### Exercise objective
Say how many lines of the records include the string "Serialized". Nothing else belongs in the answer.
*** Opening Given data ***
//! Classifier backed by an HTTP inference endpoint (model sidecar or hosted
//! inference API).

use async_trait::async_trait;
use serde::Deserialize;
use std::time::Duration;

use super::{LabelScore, TextClassifier};
use crate::error::{AppError, AppResult};

/// Response shapes emitted by common text-classification servers.
#[derive(Debug, Deserialize)]
#[serde(untagged)]
enum ClassificationResponse {
    Single(LabelScore),
    Flat(Vec<LabelScore>),
    Nested(Vec<Vec<LabelScore>>),
}

impl ClassificationResponse {
    fn into_scores(self) -> Vec<LabelScore> {
        match self {
            ClassificationResponse::Single(score) => vec![score],
            ClassificationResponse::Flat(scores) => scores,
            // One inner list per input; we only ever send one input.
            ClassificationResponse::Nested(batches) => batches.into_iter().next().unwrap_or_default(),
        }
    }
}

pub struct RemoteClassifier {
    name: String,
    url: String,
    client: reqwest::Client,
}

impl RemoteClassifier {
    pub fn new(name: &str, url: &str, timeout: Duration) -> AppResult<Self> {
        let client = reqwest::Client::builder()
            .timeout(timeout)
            .build()
            .map_err(|e| AppError::Config(format!("HTTP client for '{}': {}", name, e)))?;

        Ok(Self {
            name: name.to_string(),
            url: url.to_string(),
            client,
        })
    }
}

#[async_trait]
impl TextClassifier for RemoteClassifier {
    fn name(&self) -> &str {
        &self.name
    }

    async fn classify(&self, text: &str) -> AppResult<Vec<LabelScore>> {
        let response = self
            .client
            .post(&self.url)
            .json(&serde_json::json!({ "inputs": text }))
            .send()
            .await
            .map_err(|e| {
                tracing::warn!("⚠️ [ML] {} connection failed: {}. Is the model server running?", self.name, e);
                AppError::classifier(&self.name, format!("request failed: {}", e))
            })?;

        let status = response.status();
        if !status.is_success() {
            let body = response.text().await.unwrap_or_default();
            tracing::warn!("⚠️ [ML] {} request failed: {}", self.name, status);
            return Err(AppError::classifier(
                &self.name,
                format!("status {}: {}", status, body),
            ));
        }

        let parsed = response.json::<ClassificationResponse>().await.map_err(|e| {
            tracing::warn!("⚠️ [ML] {} parse error: {}", self.name, e);
            AppError::classifier(&self.name, format!("unreadable response: {}", e))
        })?;

        Ok(parsed.into_scores())
    }
}

#[cfg(test)]
mod tests {
    use super::*;
    use serde_json::json;
    use wiremock::matchers::{body_json, method, path};
    use wiremock::{Mock, MockServer, ResponseTemplate};

    async fn classifier_for(server: &MockServer) -> RemoteClassifier {
        RemoteClassifier::new(
            "emotion",
            &format!("{}/ml/emotion", server.uri()),
            Duration::from_secs(5),
        )
        .unwrap()
    }

    #[tokio::test]
    async fn test_nested_response() {
        let mock_server = MockServer::start().await;
        Mock::given(method("POST"))
            .and(path("/ml/emotion"))
            .and(body_json(json!({ "inputs": "I am furious about this!" })))
            .respond_with(ResponseTemplate::new(200).set_body_json(json!([[
                { "label": "anger", "score": 0.91 },
                { "label": "neutral", "score": 0.05 }
            ]])))
            .mount(&mock_server)
            .await;

        let scores = classifier_for(&mock_server)
            .await
            .classify("I am furious about this!")
            .await
            .unwrap();
        assert_eq!(scores.len(), 2);
        assert_eq!(scores[0], LabelScore::new("anger", 0.91));
    }

    #[tokio::test]
    async fn test_flat_and_single_responses() {
        let mock_server = MockServer::start().await;
        Mock::given(method("POST"))
            .and(path("/ml/emotion"))
            .respond_with(ResponseTemplate::new(200).set_body_json(json!([
                { "label": "joy", "score": 0.8 }
            ])))
            .up_to_n_times(1)
            .mount(&mock_server)
            .await;
        Mock::given(method("POST"))
            .and(path("/ml/emotion"))
            .respond_with(ResponseTemplate::new(200).set_body_json(json!(
                { "label": "sadness", "score": 0.6 }
            )))
            .mount(&mock_server)
            .await;

        let classifier = classifier_for(&mock_server).await;
        assert_eq!(classifier.classify("yay").await.unwrap()[0].label, "joy");
        assert_eq!(classifier.classify("meh").await.unwrap()[0].label, "sadness");
    }

    #[tokio::test]
    async fn test_server_error_is_classifier_failure() {
        let mock_server = MockServer::start().await;
        Mock::given(method("POST"))
            .and(path("/ml/emotion"))
            .respond_with(ResponseTemplate::new(500).set_body_string("model exploded"))
            .mount(&mock_server)
            .await;

        let err = classifier_for(&mock_server).await.classify("hi").await.unwrap_err();
        match err {
            AppError::Classifier { model, message } => {
                assert_eq!(model, "emotion");
                assert!(message.contains("500"));
                assert!(message.contains("model exploded"));
            }
            other => panic!("Expected AppError::Classifier, got {:?}", other),
        }
    }

    #[tokio::test]
    async fn test_unexpected_body_is_classifier_failure() {
        let mock_server = MockServer::start().await;
        Mock::given(method("POST"))
            .and(path("/ml/emotion"))
            .respond_with(ResponseTemplate::new(200).set_body_json(json!({ "category": "tech" })))
            .mount(&mock_server)
            .await;

        let result = classifier_for(&mock_server).await.classify("hi").await;
        assert!(matches!(result, Err(AppError::Classifier { .. })));
    }

    #[tokio::test]
    async fn test_unreachable_server() {
        let classifier =
            RemoteClassifier::new("sentiment", "http://127.0.0.1:9/none", Duration::from_secs(1)).unwrap();
        assert!(classifier.classify("hello").await.is_err());
    }
}
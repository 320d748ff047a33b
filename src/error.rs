use axum::{
    http::StatusCode,
    response::{IntoResponse, Response},
    Json,
};
use thiserror::Error;

/// Errors surfaced by the analysis pipeline, the chat flow and startup.
#[derive(Debug, Error)]
pub enum AppError {
    /// Input rejected before any model ran.
    #[error("Validation error: {0}")]
    Validation(String),

    /// A classifier backend failed or returned something unusable.
    #[error("Classifier '{model}' failed: {message}")]
    Classifier { model: String, message: String },

    /// Missing or malformed configuration.
    #[error("Configuration error: {0}")]
    Config(String),

    #[error("Not found: {0}")]
    NotFound(String),
}

impl AppError {
    pub fn classifier(model: impl Into<String>, message: impl Into<String>) -> Self {
        AppError::Classifier {
            model: model.into(),
            message: message.into(),
        }
    }

    pub fn status(&self) -> StatusCode {
        match self {
            AppError::Validation(_) => StatusCode::BAD_REQUEST,
            AppError::NotFound(_) => StatusCode::NOT_FOUND,
            AppError::Classifier { .. } => StatusCode::BAD_GATEWAY,
            AppError::Config(_) => StatusCode::INTERNAL_SERVER_ERROR,
        }
    }
}

impl IntoResponse for AppError {
    fn into_response(self) -> Response {
        let status = self.status();
        if status.is_server_error() {
            tracing::warn!("⚠️ Request failed: {}", self);
        }
        (status, Json(serde_json::json!({ "error": self.to_string() }))).into_response()
    }
}

pub type AppResult<T> = Result<T, AppError>;
//! Per-post analysis: sentiment, emotion and polarity for one line of text,
//! and the batch form over a multi-line block.

use serde::Serialize;
use std::fmt;
use utoipa::ToSchema;

use crate::error::{AppError, AppResult};
use crate::ml::ModelHandles;

pub const BLANK_INPUT_WARNING: &str = "Please enter at least one post.";

/// Everything learned about one post. All fields come from the same text and
/// the same loaded models.
#[derive(Debug, Clone, PartialEq, Serialize, ToSchema)]
pub struct PostRecord {
    #[schema(example = "I love this!")]
    pub text: String,
    #[schema(example = "POSITIVE")]
    pub sentiment_label: String,
    /// In [0, 1].
    #[schema(example = 0.99)]
    pub sentiment_confidence: f32,
    #[schema(example = "joy")]
    pub emotion_label: String,
    pub emotion_confidence: f32,
    /// In [-1, 1].
    #[schema(example = 0.58)]
    pub polarity: f64,
}

impl fmt::Display for PostRecord {
    fn fmt(&self, f: &mut fmt::Formatter<'_>) -> fmt::Result {
        writeln!(f, "Post: {}", self.text)?;
        writeln!(
            f,
            "Sentiment: {} (Confidence: {:.2}) | Polarity: {:.2}",
            self.sentiment_label, self.sentiment_confidence, self.polarity
        )?;
        writeln!(f, "Emotion: {}", self.emotion_label)?;
        writeln!(f, "---")
    }
}

/// Result of analysing a block of posts.
#[derive(Debug, Clone, Default)]
pub struct BatchOutcome {
    pub posts: Vec<PostRecord>,
    /// Set when the block had nothing to analyse.
    pub warning: Option<String>,
}

/// Analyses one post. `text` must be non-blank; callers check first.
pub async fn analyze(models: &ModelHandles, text: &str) -> AppResult<PostRecord> {
    if text.trim().is_empty() {
        return Err(AppError::Validation("post text is blank".to_string()));
    }

    let sentiment = models.top_sentiment(text).await?;
    let emotion = models.top_emotion(text).await?;
    let polarity = models.polarity(text);

    tracing::debug!(
        "Analyzed post: sentiment={} ({:.2}) emotion={} polarity={:.2}",
        sentiment.label,
        sentiment.score,
        emotion.label,
        polarity
    );

    Ok(PostRecord {
        text: text.to_string(),
        sentiment_label: sentiment.label,
        sentiment_confidence: sentiment.score,
        emotion_label: emotion.label,
        emotion_confidence: emotion.score,
        polarity,
    })
}

/// Analyses each non-blank line of `input`, in order.
///
/// Blank lines are skipped silently. A block with no posts at all yields a
/// warning instead of records. The first failing post aborts the batch and no
/// records are returned.
pub async fn analyze_batch(models: &ModelHandles, input: &str) -> AppResult<BatchOutcome> {
    if input.trim().is_empty() {
        tracing::warn!("Analyze requested with blank input");
        return Ok(BatchOutcome {
            posts: Vec::new(),
            warning: Some(BLANK_INPUT_WARNING.to_string()),
        });
    }

    let mut posts = Vec::new();
    for (index, line) in input.split('\n').enumerate() {
        let line = line.strip_suffix('\r').unwrap_or(line);
        if line.trim().is_empty() {
            continue;
        }

        let record = analyze(models, line).await.map_err(|e| {
            tracing::warn!("Batch aborted at line {}: {}", index + 1, e);
            e
        })?;
        posts.push(record);
    }

    tracing::info!("📊 Analyzed {} posts", posts.len());
    Ok(BatchOutcome {
        posts,
        warning: None,
    })
}

/// Plain-text report of a batch, one block per post.
pub fn text_report(posts: &[PostRecord]) -> String {
    posts.iter().map(|p| p.to_string()).collect()
}
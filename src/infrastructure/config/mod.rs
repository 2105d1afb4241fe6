// ============================================================
// EXPORTER SETTINGS
// ============================================================
// Configuration values for CSV export, layered from defaults,
// an optional TOML file, and VIEWHELPERS_-prefixed env vars

use figment::providers::{Env, Format, Serialized, Toml};
use figment::Figment;
use serde::{Deserialize, Serialize};

use crate::domain::error::{AppError, Result};
use crate::infrastructure::csv::RowEncoder;

/// Configuration for CSV export
#[derive(Debug, Clone, Serialize, Deserialize)]
pub struct ExporterSettings {
    /// WHATWG label of the target output encoding (default: "utf-8")
    pub encoding: String,

    /// Delimiter character (default: ',')
    pub delimiter: char,

    /// Base filename used when none is given and the record sequence is
    /// empty, so no type name can be derived (default: "export")
    pub fallback_basename: String,
}

impl Default for ExporterSettings {
    fn default() -> Self {
        Self {
            encoding: "utf-8".to_string(),
            delimiter: ',',
            fallback_basename: "export".to_string(),
        }
    }
}

impl ExporterSettings {
    /// Create settings with default values
    pub fn new() -> Self {
        Self::default()
    }

    /// Load settings: defaults, then `viewhelpers.toml`, then
    /// `VIEWHELPERS_*` environment variables
    pub fn load() -> Result<Self> {
        let settings: ExporterSettings = Figment::from(Serialized::defaults(Self::default()))
            .merge(Toml::file("viewhelpers.toml"))
            .merge(Env::prefixed("VIEWHELPERS_"))
            .extract()
            .map_err(|e| AppError::ConfigError(e.to_string()))?;

        settings
            .validate()
            .map_err(AppError::ConfigError)?;
        Ok(settings)
    }

    /// Validate configuration values
    pub fn validate(&self) -> std::result::Result<(), String> {
        if !self.delimiter.is_ascii() {
            return Err(format!("delimiter must be ASCII, got '{}'", self.delimiter));
        }
        if encoding_rs::Encoding::for_label(self.encoding.as_bytes()).is_none() {
            return Err(format!("unknown encoding label: {}", self.encoding));
        }
        if self.fallback_basename.trim().is_empty() {
            return Err("fallback_basename must not be empty".to_string());
        }
        Ok(())
    }

    /// Build a row encoder honoring these settings. Settings constructed
    /// directly, without going through [`ExporterSettings::load`], are
    /// validated here so a non-ASCII delimiter cannot be truncated.
    pub fn row_encoder(&self) -> Result<RowEncoder> {
        self.validate().map_err(AppError::ConfigError)?;
        Ok(RowEncoder::for_label(&self.encoding)?.with_delimiter(self.delimiter as u8))
    }
}

#[cfg(test)]
mod tests {
    use super::*;

    #[test]
    fn test_default_settings_validate() {
        assert!(ExporterSettings::default().validate().is_ok());
    }

    #[test]
    fn test_unknown_encoding_rejected() {
        let settings = ExporterSettings {
            encoding: "klingon".to_string(),
            ..Default::default()
        };
        assert!(settings.validate().is_err());
    }

    #[test]
    fn test_non_ascii_delimiter_rejected() {
        let settings = ExporterSettings {
            delimiter: '\u{2603}',
            ..Default::default()
        };
        assert!(settings.validate().is_err());
    }

    #[test]
    fn test_row_encoder_rejects_non_ascii_delimiter() {
        let settings = ExporterSettings {
            delimiter: '\u{30a2}',
            ..Default::default()
        };
        assert!(matches!(
            settings.row_encoder(),
            Err(AppError::ConfigError(_))
        ));
    }

    #[test]
    fn test_row_encoder_uses_settings() {
        let settings = ExporterSettings {
            encoding: "windows-1252".to_string(),
            delimiter: ';',
            ..Default::default()
        };
        let mut encoder = settings.row_encoder().unwrap();
        assert_eq!(encoder.encoding_name(), "windows-1252");
        assert_eq!(encoder.encode_row(["a", "b"]).unwrap(), b"a;b\n");
    }
}
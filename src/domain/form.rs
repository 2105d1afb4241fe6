// ============================================================
// FORM FIELDS
// ============================================================
// Field definitions and construction-time exclusion

use serde::{Deserialize, Serialize};

/// A single form field definition
#[derive(Debug, Clone, Serialize, Deserialize)]
pub struct FormField {
    /// Human-readable label
    pub label: String,

    /// Whether the field must be filled in
    pub required: bool,

    /// Initial value rendered into the form, if any
    pub initial: Option<String>,
}

impl FormField {
    pub fn new(label: impl Into<String>) -> Self {
        Self {
            label: label.into(),
            required: true,
            initial: None,
        }
    }

    pub fn optional(mut self) -> Self {
        self.required = false;
        self
    }

    pub fn with_initial(mut self, initial: impl Into<String>) -> Self {
        self.initial = Some(initial.into());
        self
    }
}

/// Insertion-ordered mapping from field name to definition.
///
/// Order matters for rendering, so this is a small vec-backed map rather
/// than a hash map.
#[derive(Debug, Clone, Default, Serialize, Deserialize)]
pub struct FieldMap {
    entries: Vec<(String, FormField)>,
}

impl FieldMap {
    pub fn new() -> Self {
        Self::default()
    }

    /// Insert a field, replacing any existing definition with the same name.
    pub fn insert(&mut self, name: impl Into<String>, field: FormField) {
        let name = name.into();
        if let Some(entry) = self.entries.iter_mut().find(|(n, _)| *n == name) {
            entry.1 = field;
        } else {
            self.entries.push((name, field));
        }
    }

    /// Remove a field by name. Removing an absent name is a no-op.
    pub fn remove(&mut self, name: &str) -> Option<FormField> {
        let idx = self.entries.iter().position(|(n, _)| n == name)?;
        Some(self.entries.remove(idx).1)
    }

    pub fn get(&self, name: &str) -> Option<&FormField> {
        self.entries.iter().find(|(n, _)| n == name).map(|(_, f)| f)
    }

    pub fn contains(&self, name: &str) -> bool {
        self.entries.iter().any(|(n, _)| n == name)
    }

    pub fn names(&self) -> impl Iterator<Item = &str> {
        self.entries.iter().map(|(n, _)| n.as_str())
    }

    pub fn iter(&self) -> impl Iterator<Item = (&str, &FormField)> {
        self.entries.iter().map(|(n, f)| (n.as_str(), f))
    }

    pub fn len(&self) -> usize {
        self.entries.len()
    }

    pub fn is_empty(&self) -> bool {
        self.entries.is_empty()
    }

    /// Remove every named field. Names not present in the map are
    /// silently ignored.
    pub fn exclude<I, S>(&mut self, names: I)
    where
        I: IntoIterator<Item = S>,
        S: AsRef<str>,
    {
        for name in names {
            self.remove(name.as_ref());
        }
    }
}

/// A form definition: its field map plus the exclusions applied when it
/// was built.
#[derive(Debug, Clone, Serialize, Deserialize)]
pub struct FormDef {
    pub fields: FieldMap,
}

impl FormDef {
    pub fn builder() -> FormDefBuilder {
        FormDefBuilder::default()
    }
}

/// Builder that collects fields and applies exclusions after all fields
/// are populated, mirroring construction-time exclusion semantics.
#[derive(Debug, Default)]
pub struct FormDefBuilder {
    fields: FieldMap,
    exclude: Vec<String>,
}

impl FormDefBuilder {
    pub fn field(mut self, name: impl Into<String>, field: FormField) -> Self {
        self.fields.insert(name, field);
        self
    }

    /// Names to drop from the finished field map. Absent names are ignored.
    pub fn exclude<I, S>(mut self, names: I) -> Self
    where
        I: IntoIterator<Item = S>,
        S: Into<String>,
    {
        self.exclude.extend(names.into_iter().map(Into::into));
        self
    }

    pub fn build(self) -> FormDef {
        let mut fields = self.fields;
        fields.exclude(&self.exclude);
        FormDef { fields }
    }
}

#[cfg(test)]
mod tests {
    use super::*;

    fn base_fields() -> FieldMap {
        let mut fields = FieldMap::new();
        fields.insert("x", FormField::new("X"));
        fields.insert("y", FormField::new("Y"));
        fields
    }

    #[test]
    fn test_exclude_removes_named_field() {
        let mut fields = base_fields();
        fields.exclude(["x"]);
        assert!(!fields.contains("x"));
        assert!(fields.contains("y"));
        assert_eq!(fields.len(), 1);
    }

    #[test]
    fn test_exclude_absent_field_is_noop() {
        let mut fields = base_fields();
        fields.exclude(["z"]);
        assert_eq!(fields.names().collect::<Vec<_>>(), vec!["x", "y"]);
    }

    #[test]
    fn test_builder_applies_exclusions_after_fields() {
        let form = FormDef::builder()
            .field("x", FormField::new("X"))
            .exclude(["x"]) // order relative to field() must not matter
            .field("y", FormField::new("Y").optional())
            .build();
        assert_eq!(form.fields.names().collect::<Vec<_>>(), vec!["y"]);
    }

    #[test]
    fn test_insert_replaces_in_place() {
        let mut fields = base_fields();
        fields.insert("x", FormField::new("X2").with_initial("0"));
        assert_eq!(fields.names().collect::<Vec<_>>(), vec!["x", "y"]);
        assert_eq!(fields.get("x").unwrap().label, "X2");
    }
}
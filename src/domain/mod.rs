// ============================================================
// DOMAIN LAYER
// ============================================================
// Core types and value objects for exports, forms, and pagination
// No I/O, no async

pub mod error;
mod form;
mod record;

pub use error::{AppError, Result};
pub use form::{FieldMap, FormDef, FormDefBuilder, FormField};
pub use record::{RawValue, Record, RecordSet, TagValue};
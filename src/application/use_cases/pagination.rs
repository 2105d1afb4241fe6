// ============================================================
// PAGINATION USE CASE
// ============================================================
// Slice a record sequence into a fixed-size page from a 1-based
// `page` request parameter

use serde::Serialize;
use tracing::debug;

use crate::domain::error::{AppError, Result};
use crate::domain::RecordSet;

/// Fixed page size
pub const PER_PAGE: usize = 25;

/// String lookup over a request's query parameters. Implemented for the
/// map that `actix_web::web::Query<HashMap<String, String>>` dereferences
/// to, so handlers can pass their query straight through.
pub trait RequestParams {
    fn param(&self, name: &str) -> Option<&str>;
}

impl RequestParams for std::collections::HashMap<String, String> {
    fn param(&self, name: &str) -> Option<&str> {
        self.get(name).map(String::as_str)
    }
}

/// One page of results
#[derive(Debug, Clone, Serialize)]
pub struct Page<R> {
    pub items: Vec<R>,
    pub number: i64,
    pub next_page: Option<i64>,
    pub prev_page: Option<i64>,
}

/// Read the `page` parameter (default `"1"`) and return that page of the
/// record sequence.
///
/// A non-integer `page` is a [`AppError::NotFound`], meant to map to a
/// 404 rather than a generic parse error. Pages past the end come back
/// empty without error. Non-positive pages are accepted; their negative
/// start offsets clamp to an empty slice.
pub fn paginate<R, S>(request: &impl RequestParams, records: &S) -> Result<Page<R>>
where
    S: RecordSet<R> + ?Sized,
{
    let raw = request.param("page").unwrap_or("1");
    let page: i64 = raw
        .parse()
        .map_err(|_| AppError::NotFound(format!("no such page: {}", raw)))?;

    let total = records.count() as i64;
    // Saturate the offset math: an i64 page number near the type bounds
    // must come back as an empty page, not an overflow panic
    let start = page.saturating_sub(1).saturating_mul(PER_PAGE as i64);
    let end = start.saturating_add(PER_PAGE as i64);

    let prev_page = if page.saturating_sub(1) > 0 {
        Some(page - 1)
    } else {
        None
    };
    let next_page = if end < total {
        Some(page.saturating_add(1))
    } else {
        None
    };

    let items = records.slice(start.max(0) as usize, end.max(0) as usize);
    debug!(page, total, returned = items.len(), "paginated record set");

    Ok(Page {
        items,
        number: page,
        next_page,
        prev_page,
    })
}

#[cfg(test)]
mod tests {
    use super::*;
    use std::collections::HashMap;

    fn query(page: &str) -> HashMap<String, String> {
        HashMap::from([("page".to_string(), page.to_string())])
    }

    fn records(n: usize) -> Vec<usize> {
        (0..n).collect()
    }

    #[test]
    fn test_first_page_of_thirty() {
        let page = paginate(&query("1"), &records(30)).unwrap();
        assert_eq!(page.items, (0..25).collect::<Vec<_>>());
        assert_eq!(page.number, 1);
        assert_eq!(page.next_page, Some(2));
        assert_eq!(page.prev_page, None);
    }

    #[test]
    fn test_second_page_of_thirty() {
        let page = paginate(&query("2"), &records(30)).unwrap();
        assert_eq!(page.items, (25..30).collect::<Vec<_>>());
        assert_eq!(page.next_page, None);
        assert_eq!(page.prev_page, Some(1));
    }

    #[test]
    fn test_missing_param_defaults_to_first_page() {
        let empty: HashMap<String, String> = HashMap::new();
        let page = paginate(&empty, &records(30)).unwrap();
        assert_eq!(page.number, 1);
        assert_eq!(page.items.len(), 25);
    }

    #[test]
    fn test_non_integer_page_is_not_found() {
        assert!(matches!(
            paginate(&query("abc"), &records(30)),
            Err(AppError::NotFound(_))
        ));
    }

    #[test]
    fn test_page_past_the_end_is_empty() {
        let page = paginate(&query("5"), &records(30)).unwrap();
        assert!(page.items.is_empty());
        assert_eq!(page.next_page, None);
        assert_eq!(page.prev_page, Some(4));
    }

    #[test]
    fn test_exact_boundary_has_no_next() {
        // 50 records fill page 2 exactly, so there is no page 3
        let page = paginate(&query("2"), &records(50)).unwrap();
        assert_eq!(page.items.len(), 25);
        assert_eq!(page.next_page, None);
    }

    #[test]
    fn test_extreme_page_numbers_come_back_empty() {
        // Offsets near the i64 bounds saturate instead of overflowing
        let page = paginate(&query("9223372036854775807"), &records(30)).unwrap();
        assert_eq!(page.number, i64::MAX);
        assert!(page.items.is_empty());
        assert_eq!(page.next_page, None);
        assert_eq!(page.prev_page, Some(i64::MAX - 1));

        let page = paginate(&query("-9223372036854775808"), &records(30)).unwrap();
        assert_eq!(page.number, i64::MIN);
        assert!(page.items.is_empty());
        assert_eq!(page.prev_page, None);
        assert_eq!(page.next_page, Some(i64::MIN + 1));
    }

    #[test]
    fn test_non_positive_page_is_accepted() {
        // Page 0 parses fine; its negative start offset clamps to an
        // empty slice
        let page = paginate(&query("0"), &records(30)).unwrap();
        assert_eq!(page.number, 0);
        assert!(page.items.is_empty());
        assert_eq!(page.prev_page, None);
        assert_eq!(page.next_page, Some(1));
    }
}
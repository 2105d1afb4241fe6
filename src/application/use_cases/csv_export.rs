// ============================================================
// CSV EXPORT USE CASE
// ============================================================
// Turn a record sequence into a lazily produced stream of CSV
// chunks ready to download

use chrono::Local;
use tracing::debug;

use crate::domain::error::Result;
use crate::domain::Record;
use crate::infrastructure::config::ExporterSettings;
use crate::infrastructure::csv::RowEncoder;

/// Rows accumulated per emitted chunk, header row included
pub const EXPORT_BATCH_ROWS: usize = 100;

/// CSV export generator.
///
/// Built from a record sequence and an ordered tag list; the tags define
/// both the column order and the header row. Chunks are produced lazily
/// by [`CsvExporter::into_chunks`].
pub struct CsvExporter<R: Record> {
    records: Vec<R>,
    tags: Vec<String>,
    basename: Option<String>,
    settings: ExporterSettings,
}

impl<R: Record> CsvExporter<R> {
    /// Create an exporter with default settings
    pub fn new<T: Into<String>>(records: Vec<R>, tags: impl IntoIterator<Item = T>) -> Self {
        Self {
            records,
            tags: tags.into_iter().map(Into::into).collect(),
            basename: None,
            settings: ExporterSettings::default(),
        }
    }

    /// Override the exporter settings (encoding, delimiter, fallback name)
    pub fn with_settings(mut self, settings: ExporterSettings) -> Self {
        self.settings = settings;
        self
    }

    /// Set an explicit base filename instead of deriving one from the
    /// first record's type name
    pub fn with_filename(mut self, basename: impl Into<String>) -> Self {
        self.basename = Some(basename.into());
        self
    }

    fn basename(&self) -> &str {
        if let Some(name) = &self.basename {
            return name;
        }
        self.records
            .first()
            .map(|r| r.type_name())
            .unwrap_or(&self.settings.fallback_basename)
    }

    /// Download filename: base name, a `_YYYYMMDDHHMMSS` timestamp, and
    /// the `.csv` suffix
    pub fn filename(&self) -> String {
        format!(
            "{}{}.csv",
            self.basename(),
            Local::now().format("_%Y%m%d%H%M%S")
        )
    }

    pub fn tags(&self) -> &[String] {
        &self.tags
    }

    /// Consume the exporter and return the lazy chunk iterator. A fresh
    /// row encoder is constructed here, so concurrent exports never share
    /// encoder state.
    pub fn into_chunks(self) -> Result<Chunks<R>> {
        let encoder = self.settings.row_encoder()?;
        debug!(
            records = self.records.len(),
            tags = self.tags.len(),
            encoding = encoder.encoding_name(),
            "starting CSV export"
        );
        Ok(Chunks {
            records: self.records.into_iter(),
            tags: self.tags,
            encoder,
            pending_header: true,
            failed: false,
        })
    }
}

/// Lazy, finite, non-restartable chunk sequence.
///
/// Each chunk holds up to [`EXPORT_BATCH_ROWS`] encoded rows, the header
/// counted in the first chunk; the final partial batch is emitted if it
/// contains any rows. An encode failure ends the stream after yielding
/// the error.
pub struct Chunks<R: Record> {
    records: std::vec::IntoIter<R>,
    tags: Vec<String>,
    encoder: RowEncoder,
    pending_header: bool,
    failed: bool,
}

impl<R: Record> Iterator for Chunks<R> {
    type Item = Result<Vec<u8>>;

    fn next(&mut self) -> Option<Self::Item> {
        if self.failed {
            return None;
        }

        let mut chunk = Vec::new();
        let mut rows = 0usize;

        if self.pending_header {
            match self.encoder.encode_row(&self.tags) {
                Ok(row) => {
                    chunk.extend_from_slice(&row);
                    rows += 1;
                }
                Err(e) => {
                    self.failed = true;
                    return Some(Err(e));
                }
            }
            self.pending_header = false;
        }

        while rows < EXPORT_BATCH_ROWS {
            let Some(record) = self.records.next() else {
                break;
            };
            let fields: Vec<String> = self
                .tags
                .iter()
                .map(|tag| record.value(tag).resolve().into_text())
                .collect();
            match self.encoder.encode_row(&fields) {
                Ok(row) => {
                    chunk.extend_from_slice(&row);
                    rows += 1;
                }
                Err(e) => {
                    self.failed = true;
                    return Some(Err(e));
                }
            }
        }

        if rows == 0 {
            None
        } else {
            Some(Ok(chunk))
        }
    }
}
*** Closing Given data ***
### Answer for this exercise
2